How to edit a PDF in Python: Add text, images, and annotations

Table of contents

    Editing PDFs in Python is more difficult than reading them. Most open source libraries let you overlay new content and fill basic AcroForm fields, but truly rewriting text or handling advanced form workflows like XFA, validation, and signatures typically requires a dedicated SDK. This guide covers what each approach can do — with code you can copy.
    How to edit a PDF in Python: Add text, images, and annotations
    TL;DR

    Four ways to edit PDFs in Python:

    Open source tools handle simple overlays and basic form filling. For advanced form workflows, structural redaction, or digital signatures, you’ll need Nutrient Python SDK.

    Choosing between libraries? See our Python PDF library comparison for a full feature-by-feature breakdown of seven tools.

    What “editing” a PDF means

    PDF editing ranges from simple overlays to structural changes. The right tool depends on what you need:

    • Text overlay — Stamp new text on top of existing content without changing the original. Good for watermarks or headers.
    • Content insertion — Add text, images, or shapes at specific coordinates. The original content stays untouched.
    • Form filling — Write values into predefined form fields (AcroForm or XFA).
    • Annotation — Add highlights, sticky notes, or freehand drawings as a separate layer.
    • Text replacement — Find and replace text in the PDF content stream. This is rare and fragile in open source libraries.
    • Redaction — Permanently remove content from the document structure; don’t just draw a black box over it.
    • Digital signatures — Apply certificate-based signatures for legal validity.

    Most open source Python PDF libraries handle the first two well. Everything below that line typically requires a commercial SDK.

    Prerequisites

    All examples in this tutorial use Python 3.10+. Create a virtual environment and install the libraries as you go:

    Terminal window
    python -m venv pdf-edit-env
    source pdf-edit-env/bin/activate # macOS/Linux
    # pdf-edit-env\Scripts\activate # Windows

    You’ll also need a sample PDF to work with. Any multipage PDF with text will do.
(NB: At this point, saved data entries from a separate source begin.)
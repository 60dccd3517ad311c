// SPDX-License-Identifier: PMPL-1.0-or-later
// Copyright (c) 2026 Jonathan D.A. Jewell (hyperpolymath) <jonathan.jewell@open.ac.uk>
//
// Cross-amendment carry-over — reuse values from an earlier localisation.
//
// Document names change between protocol amendments but document types and
// variables stay put, so rows are matched on (document_type, variable).

use locale_core::error::{LocaleError, Result};
use locale_core::types::ManifestRow;
use tracing::{info, instrument};

use crate::manifest::{COL_LOCALISATION, Manifest};

/// Fill empty `localisation` values in `rows` from `previous`.
///
/// The first previous row with the same (document_type, variable) and a
/// non-empty value supplies the value. Rows that already have a value are
/// left alone. Returns the number of rows filled.
#[instrument(skip_all, fields(previous = previous.file_name(), rows = rows.len()))]
pub fn carry_over(rows: &mut [ManifestRow], previous: &Manifest) -> Result<usize> {
    if !previous.has_localisation_column() {
        return Err(LocaleError::Schema {
            file: previous.file_name().to_string(),
            missing: vec![COL_LOCALISATION.to_string()],
        });
    }

    let mut filled = 0usize;
    for row in rows.iter_mut().filter(|row| row.localisation.is_empty()) {
        let value = previous
            .rows()
            .iter()
            .find(|old| {
                old.document_type == row.document_type
                    && old.variable == row.variable
                    && !old.localisation.is_empty()
            })
            .map(|old| old.localisation.as_str());
        if let Some(value) = value {
            row.localisation = value.to_string();
            filled += 1;
        }
    }
    info!(filled, "previous localisation values imported");
    Ok(filled)
}
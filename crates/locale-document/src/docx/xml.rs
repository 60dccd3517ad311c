// SPDX-License-Identifier: PMPL-1.0-or-later
// Copyright (c) 2026 Jonathan D.A. Jewell (hyperpolymath) <jonathan.jewell@open.ac.uk>
//
// Minimal tag scanner for WordprocessingML parts.
//
// Template edits are byte-range splices into the original XML, so everything
// the engine does not touch (styles, drawings, field codes, section
// properties) is written back byte-for-byte.

use std::borrow::Cow;
use std::sync::LazyLock;

use regex::Regex;

/// Element tag: `<name attrs>`, `</name>` or `<name attrs/>`.
/// Attribute values may contain `/` and `>` when quoted.
static TAG_RE: LazyLock<Regex> = LazyLock::new(|| {
    Regex::new(r#"<(/?)([A-Za-z_][A-Za-z0-9_.:\-]*)((?:[^>"']|"[^"]*"|'[^']*')*?)(/?)>"#)
        .expect("invalid tag regex")
});

static ATTR_RE: LazyLock<Regex> = LazyLock::new(|| {
    Regex::new(r#"([A-Za-z_][A-Za-z0-9_.:\-]*)\s*=\s*(?:"([^"]*)"|'([^']*)')"#)
        .expect("invalid attribute regex")
});

#[derive(Debug, Clone, Copy, PartialEq, Eq)]
pub(crate) enum TagKind {
    Open,
    Close,
    Empty,
}

/// One tag located in a part, with byte offsets into the source string.
#[derive(Debug, Clone)]
pub(crate) struct Tag<'a> {
    pub start: usize,
    pub end: usize,
    pub name: &'a str,
    pub attrs: &'a str,
    pub kind: TagKind,
}

impl<'a> Tag<'a> {
    /// Value of attribute `name`, unescaped.
    pub fn attr(&self, name: &str) -> Option<String> {
        ATTR_RE.captures_iter(self.attrs).find_map(|caps| {
            if &caps[1] != name {
                return None;
            }
            let raw = caps.get(2).or_else(|| caps.get(3))?.as_str();
            Some(unescape_text(raw).into_owned())
        })
    }
}

/// All tags of `xml` in document order.
pub(crate) fn scan_tags(xml: &str) -> Vec<Tag<'_>> {
    TAG_RE
        .captures_iter(xml)
        .filter_map(|caps| {
            let whole = caps.get(0)?;
            let closing = !caps[1].is_empty();
            let self_closing = !caps[4].is_empty();
            let kind = match (closing, self_closing) {
                (true, _) => TagKind::Close,
                (false, true) => TagKind::Empty,
                (false, false) => TagKind::Open,
            };
            Some(Tag {
                start: whole.start(),
                end: whole.end(),
                name: caps.get(2)?.as_str(),
                attrs: caps.get(3).map_or("", |m| m.as_str()),
                kind,
            })
        })
        .collect()
}

/// Decode XML entities in element text. Malformed entities are kept verbatim.
pub(crate) fn unescape_text(raw: &str) -> Cow<'_, str> {
    quick_xml::escape::unescape(raw).unwrap_or(Cow::Borrowed(raw))
}

/// Encode text for use as element content.
pub(crate) fn escape_text(text: &str) -> Cow<'_, str> {
    quick_xml::escape::escape(text)
}

#[cfg(test)]
mod tests {
    use super::*;

    #[test]
    fn classifies_open_close_and_empty() {
        let xml = r#"<w:p><w:r><w:t xml:space="preserve">a</w:t><w:tab/></w:r></w:p>"#;
        let tags = scan_tags(xml);
        let summary: Vec<(&str, TagKind)> = tags.iter().map(|t| (t.name, t.kind)).collect();
        assert_eq!(
            summary,
            vec![
                ("w:p", TagKind::Open),
                ("w:r", TagKind::Open),
                ("w:t", TagKind::Open),
                ("w:t", TagKind::Close),
                ("w:tab", TagKind::Empty),
                ("w:r", TagKind::Close),
                ("w:p", TagKind::Close),
            ]
        );
    }

    #[test]
    fn skips_declaration_and_reads_attributes() {
        let xml = r#"<?xml version="1.0"?><w:headerReference w:type="first" r:id="rId7"/>"#;
        let tags = scan_tags(xml);
        assert_eq!(tags.len(), 1);
        assert_eq!(tags[0].attr("w:type").as_deref(), Some("first"));
        assert_eq!(tags[0].attr("r:id").as_deref(), Some("rId7"));
        assert_eq!(tags[0].attr("w:val"), None);
    }

    #[test]
    fn quoted_slash_does_not_self_close() {
        let xml = r#"<Relationship Target="media/image1.png" Id="rId4"></Relationship>"#;
        let tags = scan_tags(xml);
        assert_eq!(tags[0].kind, TagKind::Open);
        assert_eq!(tags[0].attr("Target").as_deref(), Some("media/image1.png"));
    }

    #[test]
    fn escape_round_trip() {
        let text = "Smith & Jones <PI>";
        let escaped = escape_text(text);
        assert_eq!(escaped, "Smith &amp; Jones &lt;PI&gt;");
        assert_eq!(unescape_text(&escaped), text);
    }
}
    Method 1: Add a text overlay with PyPDF and ReportLab

    PyPDF(opens in a new tab) can merge PDF pages, so you can generate a “stamp” page with ReportLab(opens in a new tab) and merge it onto an existing page. This is the most common open source approach for adding text to a PDF.

    Install

    Terminal window
    pip install pypdf reportlab

    Code example

    from io import BytesIO
    from pypdf import PdfReader, PdfWriter
    from reportlab.pdfgen import canvas
    # Read the source PDF first so the overlay matches its page size.
    reader = PdfReader("input.pdf")
    first_page = reader.pages[0]
    page_width = float(first_page.mediabox.width)
    page_height = float(first_page.mediabox.height)
    # Create a text overlay sized to the source page.
    buffer = BytesIO()
    c = canvas.Canvas(buffer, pagesize=(page_width, page_height))
    c.setFont("Helvetica", 36)
    c.setFillColorRGB(0.8, 0, 0) # Red text
    c.drawString(100, page_height - 100, "DRAFT — DO NOT DISTRIBUTE")
    c.save()
    buffer.seek(0)
    # Merge overlay onto the first page.
    overlay_reader = PdfReader(buffer)
    writer = PdfWriter()
    first_page.merge_page(overlay_reader.pages[0])
    writer.add_page(first_page)
    # Copy remaining pages unchanged.
    for page in reader.pages[1:]:
    writer.add_page(page)
    with open("output_stamped.pdf", "wb") as f:
    writer.write(f)
    print("Overlay applied to first page.")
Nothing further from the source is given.